MOBILE RIVER

The Mobile River is located in southern Alabama in the United States. Formed out of the confluence of the Tombigbee and Alabama rivers, the 50-mile-long (80 km) river drains an area of 44,000 square miles (110,000 km2) of Alabama, with a watershed extending into Mississippi, Georgia, and Tennessee.

Its drainage basin is the fourth-largest basin entirely in the United States. The river provides an alternative route into the Ohio River.

The Tombigbee and Alabama River join to form the Mobile River approximately 50 miles (80 km) northeast of Mobile. Some 6 miles (10 km) downstream from the confluence, the channel of the river divides, with the Mobile flowing along the western channel. The Tensaw River, a bayou of the Mobile River, flows alongside to the east, separated from 2 to 5 miles (3 to 8 km) as they flow southward. The Mobile River flows through the Mobile-Tensaw River Delta and reaches Mobile Bay on the Gulf of Mexico just east of downtown Mobile.
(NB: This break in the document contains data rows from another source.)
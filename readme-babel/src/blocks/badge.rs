//! shields.io static badges
//!
//! A static badge URL has the layout `https://img.shields.io/badge/<label>-<message>-<color>`,
//! or `badge/<message>-<color>` when there is no label. Inside a segment `--` is a literal
//! dash, `__` a literal underscore and `_` a space; everything else is percent-encoded.
//! `style`, `logo` and `logoColor` travel in the query string.

use crate::error::BabelError;
use serde::Serialize;
use url::{form_urlencoded, Url};

const BADGE_HOST: &str = "img.shields.io";

/// Substrings that mark an image URL (or alt text) as a badge.
pub const DEFAULT_BADGE_MARKERS: &[&str] = &["shields.io", "badge", "style=for-the-badge"];

/// Whether `text` (an image URL or alt text) looks like a badge, case-insensitively.
pub fn looks_like_badge<S: AsRef<str>>(text: &str, markers: &[S]) -> bool {
    let text = text.to_ascii_lowercase();
    markers
        .iter()
        .any(|marker| text.contains(&marker.as_ref().to_ascii_lowercase()))
}

#[derive(Debug, Clone, PartialEq, Eq, Default, Serialize)]
pub struct Badge {
    pub label: String,
    pub message: String,
    pub color: String,
    pub style: Option<String>,
    pub logo: Option<String>,
    pub logo_color: Option<String>,
}

impl Badge {
    pub fn new(
        label: impl Into<String>,
        message: impl Into<String>,
        color: impl Into<String>,
    ) -> Self {
        Self {
            label: label.into(),
            message: message.into(),
            color: color.into(),
            ..Default::default()
        }
    }

    pub fn with_style(mut self, style: impl Into<String>) -> Self {
        self.style = Some(style.into());
        self
    }

    pub fn with_logo(mut self, logo: impl Into<String>) -> Self {
        self.logo = Some(logo.into());
        self
    }

    pub fn with_logo_color(mut self, color: impl Into<String>) -> Self {
        self.logo_color = Some(color.into());
        self
    }

    /// Parse a shields.io static badge URL.
    pub fn from_url(input: &str) -> Result<Self, BabelError> {
        let url = Url::parse(input).map_err(|e| BabelError::Badge(format!("{input}: {e}")))?;
        if !url.host_str().is_some_and(|host| host.ends_with("shields.io")) {
            return Err(BabelError::Badge(format!("{input}: not a shields.io URL")));
        }

        let mut segments = url
            .path_segments()
            .ok_or_else(|| BabelError::Badge(format!("{input}: missing path")))?;
        if segments.next() != Some("badge") {
            return Err(BabelError::Badge(format!(
                "{input}: only static /badge/ URLs are supported"
            )));
        }
        let content = segments
            .next()
            .filter(|segment| !segment.is_empty())
            .ok_or_else(|| BabelError::Badge(format!("{input}: empty badge content")))?;

        let parts: Vec<String> = split_segment(content)
            .iter()
            .map(|part| percent_decode(part))
            .collect();
        let mut badge = match parts.as_slice() {
            [label, message, color] => Badge::new(label, message, color),
            [message, color] => Badge::new("", message, color),
            _ => {
                return Err(BabelError::Badge(format!(
                    "{input}: expected <label>-<message>-<color>"
                )))
            }
        };

        for (key, value) in url.query_pairs() {
            match key.as_ref() {
                "style" => badge.style = Some(value.into_owned()),
                "logo" => badge.logo = Some(value.into_owned()),
                "logoColor" => badge.logo_color = Some(value.into_owned()),
                _ => {}
            }
        }
        Ok(badge)
    }

    pub fn to_url(&self) -> String {
        let mut path = String::new();
        if !self.label.is_empty() {
            path.push_str(&encode_part(&self.label));
            path.push('-');
        }
        path.push_str(&encode_part(&self.message));
        path.push('-');
        path.push_str(&encode_part(&self.color));

        let mut url = format!("https://{BADGE_HOST}/badge/{path}");
        let query: Vec<(&str, &str)> = [
            ("style", self.style.as_deref()),
            ("logo", self.logo.as_deref()),
            ("logoColor", self.logo_color.as_deref()),
        ]
        .into_iter()
        .filter_map(|(key, value)| value.map(|v| (key, v)))
        .collect();
        if !query.is_empty() {
            let encoded = form_urlencoded::Serializer::new(String::new())
                .extend_pairs(query)
                .finish();
            url.push('?');
            url.push_str(&encoded);
        }
        url
    }

    /// Alt text: label and message separated by a space.
    pub fn alt_text(&self) -> String {
        format!("{} {}", self.label, self.message).trim().to_string()
    }

    pub fn to_markdown(&self) -> String {
        format!("![{}]({})", self.alt_text(), self.to_url())
    }
}

/// Split a raw badge segment on single dashes, resolving `--`, `__` and `_`.
fn split_segment(segment: &str) -> Vec<String> {
    let mut parts = Vec::new();
    let mut current = String::new();
    let mut chars = segment.chars().peekable();
    while let Some(c) = chars.next() {
        match c {
            '-' if chars.peek() == Some(&'-') => {
                chars.next();
                current.push('-');
            }
            '-' => parts.push(std::mem::take(&mut current)),
            '_' if chars.peek() == Some(&'_') => {
                chars.next();
                current.push('_');
            }
            '_' => current.push(' '),
            _ => current.push(c),
        }
    }
    parts.push(current);
    parts
}

fn percent_decode(part: &str) -> String {
    // form_urlencoded treats '+' as a space and '&' / '=' as separators; a path segment does not.
    let escaped = part
        .replace('+', "%2B")
        .replace('&', "%26")
        .replace('=', "%3D");
    form_urlencoded::parse(escaped.as_bytes())
        .next()
        .map(|(key, _)| key.into_owned())
        .unwrap_or_default()
}

fn encode_part(part: &str) -> String {
    let escaped = part.replace('-', "--").replace('_', "__").replace(' ', "_");
    form_urlencoded::byte_serialize(escaped.as_bytes()).collect()
}

#[cfg(test)]
mod tests {
    use super::*;

    #[test]
    fn test_from_url_three_parts() {
        let badge = Badge::from_url(
            "https://img.shields.io/badge/build-passing-brightgreen?style=for-the-badge&logo=github&logoColor=white",
        )
        .unwrap();
        assert_eq!(badge.label, "build");
        assert_eq!(badge.message, "passing");
        assert_eq!(badge.color, "brightgreen");
        assert_eq!(badge.style.as_deref(), Some("for-the-badge"));
        assert_eq!(badge.logo.as_deref(), Some("github"));
        assert_eq!(badge.logo_color.as_deref(), Some("white"));
    }

    #[test]
    fn test_from_url_escapes() {
        let badge =
            Badge::from_url("https://img.shields.io/badge/rust--lang-1.75__beta_build%20ok-orange")
                .unwrap();
        assert_eq!(badge.label, "rust-lang");
        assert_eq!(badge.message, "1.75_beta build ok");
        assert_eq!(badge.color, "orange");
    }

    #[test]
    fn test_from_url_two_parts() {
        let badge = Badge::from_url("https://img.shields.io/badge/MIT-blue").unwrap();
        assert_eq!(badge.label, "");
        assert_eq!(badge.message, "MIT");
        assert_eq!(badge.alt_text(), "MIT");
    }

    #[test]
    fn test_from_url_rejects_other_urls() {
        assert!(Badge::from_url("https://example.com/badge/a-b-c").is_err());
        assert!(Badge::from_url("https://img.shields.io/github/stars/x").is_err());
        assert!(Badge::from_url("https://img.shields.io/badge/a-b-c-d").is_err());
        assert!(Badge::from_url("not a url").is_err());
    }

    #[test]
    fn test_to_url() {
        let badge = Badge::new("rust-lang", "1.75 stable", "orange").with_style("flat");
        assert_eq!(
            badge.to_url(),
            "https://img.shields.io/badge/rust--lang-1.75_stable-orange?style=flat"
        );
        assert_eq!(Badge::from_url(&badge.to_url()).unwrap(), badge);
    }

    #[test]
    fn test_to_markdown() {
        let badge = Badge::new("license", "MIT", "blue");
        assert_eq!(
            badge.to_markdown(),
            "![license MIT](https://img.shields.io/badge/license-MIT-blue)"
        );
    }

    #[test]
    fn test_looks_like_badge() {
        assert!(looks_like_badge(
            "https://img.shields.io/badge/a-b-c",
            DEFAULT_BADGE_MARKERS
        ));
        assert!(looks_like_badge("CI Badge", DEFAULT_BADGE_MARKERS));
        assert!(!looks_like_badge("logo.png", DEFAULT_BADGE_MARKERS));
    }
}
The main tributary is the Alabama River. The Alabama River is formed by the confluence of the Tallapoosa and Coosa rivers about 16 kilometres (10 miles) north of Montgomery. Its main tributary is the Cahaba River whose headwaters are near Birmingham.

The Coosa.

Noccalula Falls on the Coosa.

Cochrane-Africatown Bridge, a cable stayed suspension bridge, crosses the Mobile River in Mobile, Alabama.

The Alabama joins with the Tombigbee to flow south as the Mobile River and reaches the Gulf of Mexico in the swamps of the Mobile delta.

The Alabama has been improved for navigation throughout its length.